*Goal of the exercise*
Beneath this task are records; print exactly the stretch of them from the line with "filename crates/domain/src/document.rs" through the line with "pub fn paragraph(text: impl", both ends included.

*** Data for this task ***

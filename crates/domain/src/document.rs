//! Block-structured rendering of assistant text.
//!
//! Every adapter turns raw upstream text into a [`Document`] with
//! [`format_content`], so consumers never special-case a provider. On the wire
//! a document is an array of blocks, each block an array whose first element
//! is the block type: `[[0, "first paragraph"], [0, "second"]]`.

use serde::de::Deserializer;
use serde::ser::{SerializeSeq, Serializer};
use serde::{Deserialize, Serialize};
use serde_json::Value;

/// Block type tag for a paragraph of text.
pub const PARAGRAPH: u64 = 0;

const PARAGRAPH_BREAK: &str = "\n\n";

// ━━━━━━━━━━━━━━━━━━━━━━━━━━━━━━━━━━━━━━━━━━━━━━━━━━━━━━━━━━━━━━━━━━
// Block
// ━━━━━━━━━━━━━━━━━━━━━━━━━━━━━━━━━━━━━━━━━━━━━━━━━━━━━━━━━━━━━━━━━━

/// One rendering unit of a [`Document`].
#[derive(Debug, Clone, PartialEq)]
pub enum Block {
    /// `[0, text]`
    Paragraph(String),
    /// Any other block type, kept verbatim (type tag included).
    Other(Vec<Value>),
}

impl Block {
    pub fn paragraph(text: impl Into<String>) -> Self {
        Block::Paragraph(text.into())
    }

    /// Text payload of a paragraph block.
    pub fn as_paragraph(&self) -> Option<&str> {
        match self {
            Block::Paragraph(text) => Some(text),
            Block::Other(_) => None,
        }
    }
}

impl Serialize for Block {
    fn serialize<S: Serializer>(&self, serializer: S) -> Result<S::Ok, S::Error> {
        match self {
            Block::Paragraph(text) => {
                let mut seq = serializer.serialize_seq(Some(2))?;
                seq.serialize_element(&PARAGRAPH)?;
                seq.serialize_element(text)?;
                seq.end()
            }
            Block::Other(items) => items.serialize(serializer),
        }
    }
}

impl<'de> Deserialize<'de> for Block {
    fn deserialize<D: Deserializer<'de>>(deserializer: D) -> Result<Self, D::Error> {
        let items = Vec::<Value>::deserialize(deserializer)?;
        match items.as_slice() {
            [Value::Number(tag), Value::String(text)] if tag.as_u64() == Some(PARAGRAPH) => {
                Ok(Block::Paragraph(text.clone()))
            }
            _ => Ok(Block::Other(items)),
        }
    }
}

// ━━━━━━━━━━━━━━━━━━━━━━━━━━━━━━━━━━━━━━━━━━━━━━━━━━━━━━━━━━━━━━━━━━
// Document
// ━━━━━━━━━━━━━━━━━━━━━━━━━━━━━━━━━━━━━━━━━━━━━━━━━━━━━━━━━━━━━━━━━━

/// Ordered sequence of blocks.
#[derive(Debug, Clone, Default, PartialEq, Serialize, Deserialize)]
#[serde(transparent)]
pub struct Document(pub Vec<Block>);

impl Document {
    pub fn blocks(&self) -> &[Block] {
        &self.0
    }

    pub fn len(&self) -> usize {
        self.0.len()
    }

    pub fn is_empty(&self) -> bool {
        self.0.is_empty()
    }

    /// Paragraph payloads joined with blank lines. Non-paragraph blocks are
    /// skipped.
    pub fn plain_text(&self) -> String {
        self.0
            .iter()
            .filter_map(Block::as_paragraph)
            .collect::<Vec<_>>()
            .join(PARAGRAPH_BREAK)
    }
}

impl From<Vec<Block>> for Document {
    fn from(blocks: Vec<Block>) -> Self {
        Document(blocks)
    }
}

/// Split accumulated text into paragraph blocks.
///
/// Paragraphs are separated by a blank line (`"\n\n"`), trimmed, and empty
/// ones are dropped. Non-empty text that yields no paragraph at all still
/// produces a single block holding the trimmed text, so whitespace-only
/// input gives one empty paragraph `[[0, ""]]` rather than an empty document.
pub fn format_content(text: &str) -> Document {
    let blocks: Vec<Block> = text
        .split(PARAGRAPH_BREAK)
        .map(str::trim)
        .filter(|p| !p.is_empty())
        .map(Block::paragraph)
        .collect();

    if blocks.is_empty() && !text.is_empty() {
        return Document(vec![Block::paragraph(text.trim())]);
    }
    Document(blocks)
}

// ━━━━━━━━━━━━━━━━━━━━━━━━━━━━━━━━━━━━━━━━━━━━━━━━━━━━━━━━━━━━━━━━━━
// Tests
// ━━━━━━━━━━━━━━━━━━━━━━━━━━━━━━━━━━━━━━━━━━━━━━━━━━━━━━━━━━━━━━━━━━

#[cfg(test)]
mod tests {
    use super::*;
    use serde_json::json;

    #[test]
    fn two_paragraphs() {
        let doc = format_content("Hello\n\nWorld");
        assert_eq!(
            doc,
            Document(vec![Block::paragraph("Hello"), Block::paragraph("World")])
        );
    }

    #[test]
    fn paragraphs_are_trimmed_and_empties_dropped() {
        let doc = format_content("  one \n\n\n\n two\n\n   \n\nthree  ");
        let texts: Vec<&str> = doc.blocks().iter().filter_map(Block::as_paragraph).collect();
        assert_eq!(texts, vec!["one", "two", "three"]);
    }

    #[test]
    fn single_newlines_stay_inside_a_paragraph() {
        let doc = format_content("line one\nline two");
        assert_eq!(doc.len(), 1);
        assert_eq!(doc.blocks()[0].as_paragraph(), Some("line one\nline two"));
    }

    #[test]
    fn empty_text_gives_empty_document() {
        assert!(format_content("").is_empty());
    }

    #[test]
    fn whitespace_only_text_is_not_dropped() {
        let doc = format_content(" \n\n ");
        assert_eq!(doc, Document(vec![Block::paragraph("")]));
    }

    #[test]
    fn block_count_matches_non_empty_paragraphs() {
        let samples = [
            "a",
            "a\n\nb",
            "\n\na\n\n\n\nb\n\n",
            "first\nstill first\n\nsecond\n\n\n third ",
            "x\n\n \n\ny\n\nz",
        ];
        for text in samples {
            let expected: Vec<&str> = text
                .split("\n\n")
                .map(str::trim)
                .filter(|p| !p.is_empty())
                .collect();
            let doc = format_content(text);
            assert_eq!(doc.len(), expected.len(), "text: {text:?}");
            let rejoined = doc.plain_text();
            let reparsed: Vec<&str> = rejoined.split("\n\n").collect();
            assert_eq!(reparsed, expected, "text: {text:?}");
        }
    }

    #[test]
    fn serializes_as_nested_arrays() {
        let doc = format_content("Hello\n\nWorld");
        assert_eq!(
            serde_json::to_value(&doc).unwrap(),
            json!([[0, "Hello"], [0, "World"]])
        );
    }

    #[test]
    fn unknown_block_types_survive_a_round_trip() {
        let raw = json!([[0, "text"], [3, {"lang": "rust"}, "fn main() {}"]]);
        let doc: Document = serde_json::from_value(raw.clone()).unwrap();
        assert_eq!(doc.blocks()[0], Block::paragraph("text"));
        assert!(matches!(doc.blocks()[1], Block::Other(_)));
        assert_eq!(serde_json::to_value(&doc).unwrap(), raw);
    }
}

***
*** Data for this task ***

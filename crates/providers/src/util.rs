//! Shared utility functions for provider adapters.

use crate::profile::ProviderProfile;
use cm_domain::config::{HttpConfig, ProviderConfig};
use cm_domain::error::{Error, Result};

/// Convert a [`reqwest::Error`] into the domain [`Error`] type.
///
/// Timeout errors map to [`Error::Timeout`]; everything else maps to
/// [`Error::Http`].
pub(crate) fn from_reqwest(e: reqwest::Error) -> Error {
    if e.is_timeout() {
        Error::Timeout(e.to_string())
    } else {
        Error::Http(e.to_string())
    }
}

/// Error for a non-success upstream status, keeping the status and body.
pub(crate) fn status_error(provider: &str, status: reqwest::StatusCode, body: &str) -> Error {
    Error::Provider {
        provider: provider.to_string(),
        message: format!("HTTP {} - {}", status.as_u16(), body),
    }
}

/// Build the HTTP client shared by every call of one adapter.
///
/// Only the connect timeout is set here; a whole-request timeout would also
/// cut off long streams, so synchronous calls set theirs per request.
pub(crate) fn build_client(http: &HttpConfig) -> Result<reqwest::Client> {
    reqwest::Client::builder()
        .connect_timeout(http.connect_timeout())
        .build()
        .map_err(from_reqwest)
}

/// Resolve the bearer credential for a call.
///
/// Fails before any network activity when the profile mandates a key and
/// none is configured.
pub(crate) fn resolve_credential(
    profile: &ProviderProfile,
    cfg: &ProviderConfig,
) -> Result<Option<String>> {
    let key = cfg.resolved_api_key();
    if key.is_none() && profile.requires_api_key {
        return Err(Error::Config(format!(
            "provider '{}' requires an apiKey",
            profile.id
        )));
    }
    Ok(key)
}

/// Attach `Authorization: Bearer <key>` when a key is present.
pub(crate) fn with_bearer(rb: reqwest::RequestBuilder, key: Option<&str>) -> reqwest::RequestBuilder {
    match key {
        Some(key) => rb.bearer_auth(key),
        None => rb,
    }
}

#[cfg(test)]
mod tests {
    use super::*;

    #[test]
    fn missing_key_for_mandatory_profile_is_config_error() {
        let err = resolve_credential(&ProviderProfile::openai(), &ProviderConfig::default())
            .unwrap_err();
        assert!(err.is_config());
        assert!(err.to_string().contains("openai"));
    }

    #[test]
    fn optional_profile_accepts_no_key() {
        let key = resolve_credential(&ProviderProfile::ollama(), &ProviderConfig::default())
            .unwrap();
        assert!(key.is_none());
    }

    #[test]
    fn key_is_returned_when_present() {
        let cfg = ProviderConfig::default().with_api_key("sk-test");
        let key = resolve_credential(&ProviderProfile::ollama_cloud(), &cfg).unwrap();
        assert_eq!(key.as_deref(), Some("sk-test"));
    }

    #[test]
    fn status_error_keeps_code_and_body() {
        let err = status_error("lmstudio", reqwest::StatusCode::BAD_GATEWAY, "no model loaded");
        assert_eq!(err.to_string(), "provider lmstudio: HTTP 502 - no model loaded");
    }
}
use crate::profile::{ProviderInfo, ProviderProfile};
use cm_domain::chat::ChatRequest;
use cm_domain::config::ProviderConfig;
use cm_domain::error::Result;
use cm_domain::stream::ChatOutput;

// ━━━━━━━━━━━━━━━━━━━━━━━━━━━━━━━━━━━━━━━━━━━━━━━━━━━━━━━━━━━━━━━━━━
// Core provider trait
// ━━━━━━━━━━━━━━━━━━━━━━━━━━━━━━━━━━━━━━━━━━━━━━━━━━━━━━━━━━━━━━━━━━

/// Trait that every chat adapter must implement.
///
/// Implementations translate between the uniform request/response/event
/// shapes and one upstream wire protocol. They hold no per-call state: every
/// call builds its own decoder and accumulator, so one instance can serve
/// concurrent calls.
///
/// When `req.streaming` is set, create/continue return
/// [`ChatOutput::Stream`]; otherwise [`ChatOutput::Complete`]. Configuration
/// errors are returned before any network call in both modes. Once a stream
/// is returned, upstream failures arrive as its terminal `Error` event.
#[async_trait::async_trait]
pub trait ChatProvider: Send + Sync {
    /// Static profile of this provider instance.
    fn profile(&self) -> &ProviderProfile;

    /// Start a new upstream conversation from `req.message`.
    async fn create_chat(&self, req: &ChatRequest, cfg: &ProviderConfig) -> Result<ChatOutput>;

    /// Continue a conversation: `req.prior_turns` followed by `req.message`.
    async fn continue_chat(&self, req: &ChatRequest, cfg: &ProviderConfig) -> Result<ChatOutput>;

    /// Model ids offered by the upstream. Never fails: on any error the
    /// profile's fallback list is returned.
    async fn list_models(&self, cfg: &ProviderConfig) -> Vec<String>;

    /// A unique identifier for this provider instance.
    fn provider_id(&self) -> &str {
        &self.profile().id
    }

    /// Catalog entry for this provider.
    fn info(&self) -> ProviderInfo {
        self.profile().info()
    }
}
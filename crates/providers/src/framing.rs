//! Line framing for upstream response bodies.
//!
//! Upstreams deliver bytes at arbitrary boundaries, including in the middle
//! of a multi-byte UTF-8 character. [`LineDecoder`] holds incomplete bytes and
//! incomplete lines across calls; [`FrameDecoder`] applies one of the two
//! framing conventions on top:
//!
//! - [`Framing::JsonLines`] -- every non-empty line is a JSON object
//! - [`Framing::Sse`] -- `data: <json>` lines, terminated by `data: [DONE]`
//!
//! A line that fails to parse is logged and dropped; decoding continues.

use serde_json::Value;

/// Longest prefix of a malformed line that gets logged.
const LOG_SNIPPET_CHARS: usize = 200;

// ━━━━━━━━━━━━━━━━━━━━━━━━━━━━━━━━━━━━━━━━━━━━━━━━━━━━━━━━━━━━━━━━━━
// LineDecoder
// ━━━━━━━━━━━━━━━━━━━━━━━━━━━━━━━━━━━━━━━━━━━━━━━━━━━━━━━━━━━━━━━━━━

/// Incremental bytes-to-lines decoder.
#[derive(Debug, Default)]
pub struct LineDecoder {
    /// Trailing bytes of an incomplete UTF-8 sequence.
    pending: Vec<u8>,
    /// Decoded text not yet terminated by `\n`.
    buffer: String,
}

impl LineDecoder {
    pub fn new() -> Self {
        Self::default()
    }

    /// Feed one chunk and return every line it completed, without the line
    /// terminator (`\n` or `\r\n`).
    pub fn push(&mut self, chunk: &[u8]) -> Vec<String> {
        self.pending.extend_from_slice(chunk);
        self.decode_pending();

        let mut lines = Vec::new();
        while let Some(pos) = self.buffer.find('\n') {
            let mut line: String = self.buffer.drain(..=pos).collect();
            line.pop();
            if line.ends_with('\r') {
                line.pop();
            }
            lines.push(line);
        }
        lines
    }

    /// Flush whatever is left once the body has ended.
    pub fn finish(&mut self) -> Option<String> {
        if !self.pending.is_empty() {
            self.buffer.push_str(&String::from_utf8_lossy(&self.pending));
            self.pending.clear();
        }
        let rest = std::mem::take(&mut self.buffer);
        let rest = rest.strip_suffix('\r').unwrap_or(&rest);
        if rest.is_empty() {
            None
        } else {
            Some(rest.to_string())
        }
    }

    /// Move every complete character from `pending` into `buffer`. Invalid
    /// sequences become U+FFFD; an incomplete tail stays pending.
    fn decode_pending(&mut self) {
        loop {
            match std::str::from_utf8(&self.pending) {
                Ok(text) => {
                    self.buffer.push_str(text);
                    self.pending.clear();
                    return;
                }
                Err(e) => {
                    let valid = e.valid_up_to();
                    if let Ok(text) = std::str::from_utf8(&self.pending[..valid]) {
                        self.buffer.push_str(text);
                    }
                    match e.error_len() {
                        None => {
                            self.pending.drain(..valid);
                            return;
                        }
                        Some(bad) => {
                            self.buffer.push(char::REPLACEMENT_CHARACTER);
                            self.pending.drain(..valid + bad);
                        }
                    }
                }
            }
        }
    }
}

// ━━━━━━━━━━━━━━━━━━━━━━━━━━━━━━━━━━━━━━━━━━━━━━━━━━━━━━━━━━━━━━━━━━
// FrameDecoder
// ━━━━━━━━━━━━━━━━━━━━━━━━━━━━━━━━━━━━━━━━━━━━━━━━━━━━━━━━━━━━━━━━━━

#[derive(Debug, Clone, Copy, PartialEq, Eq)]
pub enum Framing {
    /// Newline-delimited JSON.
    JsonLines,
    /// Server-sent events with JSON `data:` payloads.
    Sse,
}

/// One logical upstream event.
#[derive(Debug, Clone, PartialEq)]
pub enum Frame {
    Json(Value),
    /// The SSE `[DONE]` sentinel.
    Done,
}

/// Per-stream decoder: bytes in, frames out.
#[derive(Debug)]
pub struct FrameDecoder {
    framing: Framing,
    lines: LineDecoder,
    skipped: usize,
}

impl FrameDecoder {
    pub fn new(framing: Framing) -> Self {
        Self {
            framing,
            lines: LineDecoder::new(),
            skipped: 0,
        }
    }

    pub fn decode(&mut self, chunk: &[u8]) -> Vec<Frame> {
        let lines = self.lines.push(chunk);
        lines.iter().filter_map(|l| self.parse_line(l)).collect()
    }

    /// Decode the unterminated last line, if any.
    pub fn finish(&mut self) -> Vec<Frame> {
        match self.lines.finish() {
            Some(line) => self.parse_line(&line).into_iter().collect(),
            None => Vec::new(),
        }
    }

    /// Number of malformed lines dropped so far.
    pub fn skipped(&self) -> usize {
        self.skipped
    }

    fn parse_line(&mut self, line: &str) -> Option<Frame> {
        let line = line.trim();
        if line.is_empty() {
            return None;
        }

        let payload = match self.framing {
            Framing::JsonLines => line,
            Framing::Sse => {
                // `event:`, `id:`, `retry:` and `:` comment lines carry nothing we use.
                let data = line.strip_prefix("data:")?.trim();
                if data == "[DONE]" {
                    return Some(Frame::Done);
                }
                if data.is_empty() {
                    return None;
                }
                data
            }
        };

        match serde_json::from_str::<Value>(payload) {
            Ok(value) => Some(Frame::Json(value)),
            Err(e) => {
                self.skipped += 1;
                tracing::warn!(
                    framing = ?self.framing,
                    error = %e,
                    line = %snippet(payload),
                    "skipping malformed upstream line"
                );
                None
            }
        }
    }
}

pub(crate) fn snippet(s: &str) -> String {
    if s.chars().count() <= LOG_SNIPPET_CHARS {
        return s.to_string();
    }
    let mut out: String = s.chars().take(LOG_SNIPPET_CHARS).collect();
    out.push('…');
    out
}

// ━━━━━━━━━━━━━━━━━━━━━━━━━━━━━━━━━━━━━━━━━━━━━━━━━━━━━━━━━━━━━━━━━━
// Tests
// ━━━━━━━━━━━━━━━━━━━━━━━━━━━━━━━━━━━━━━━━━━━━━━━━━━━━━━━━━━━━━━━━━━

***

*Solution to this exercise*
filename crates/domain/src/document.rs
//! Block-structured rendering of assistant text.
//!
//! Every adapter turns raw upstream text into a [`Document`] with
//! [`format_content`], so consumers never special-case a provider. On the wire
//! a document is an array of blocks, each block an array whose first element
//! is the block type: `[[0, "first paragraph"], [0, "second"]]`.

use serde::de::Deserializer;
use serde::ser::{SerializeSeq, Serializer};
use serde::{Deserialize, Serialize};
use serde_json::Value;

/// Block type tag for a paragraph of text.
pub const PARAGRAPH: u64 = 0;

const PARAGRAPH_BREAK: &str = "\n\n";

// ━━━━━━━━━━━━━━━━━━━━━━━━━━━━━━━━━━━━━━━━━━━━━━━━━━━━━━━━━━━━━━━━━━
// Block
// ━━━━━━━━━━━━━━━━━━━━━━━━━━━━━━━━━━━━━━━━━━━━━━━━━━━━━━━━━━━━━━━━━━

/// One rendering unit of a [`Document`].
#[derive(Debug, Clone, PartialEq)]
pub enum Block {
    /// `[0, text]`
    Paragraph(String),
    /// Any other block type, kept verbatim (type tag included).
    Other(Vec<Value>),
}

impl Block {
    pub fn paragraph(text: impl Into<String>) -> Self {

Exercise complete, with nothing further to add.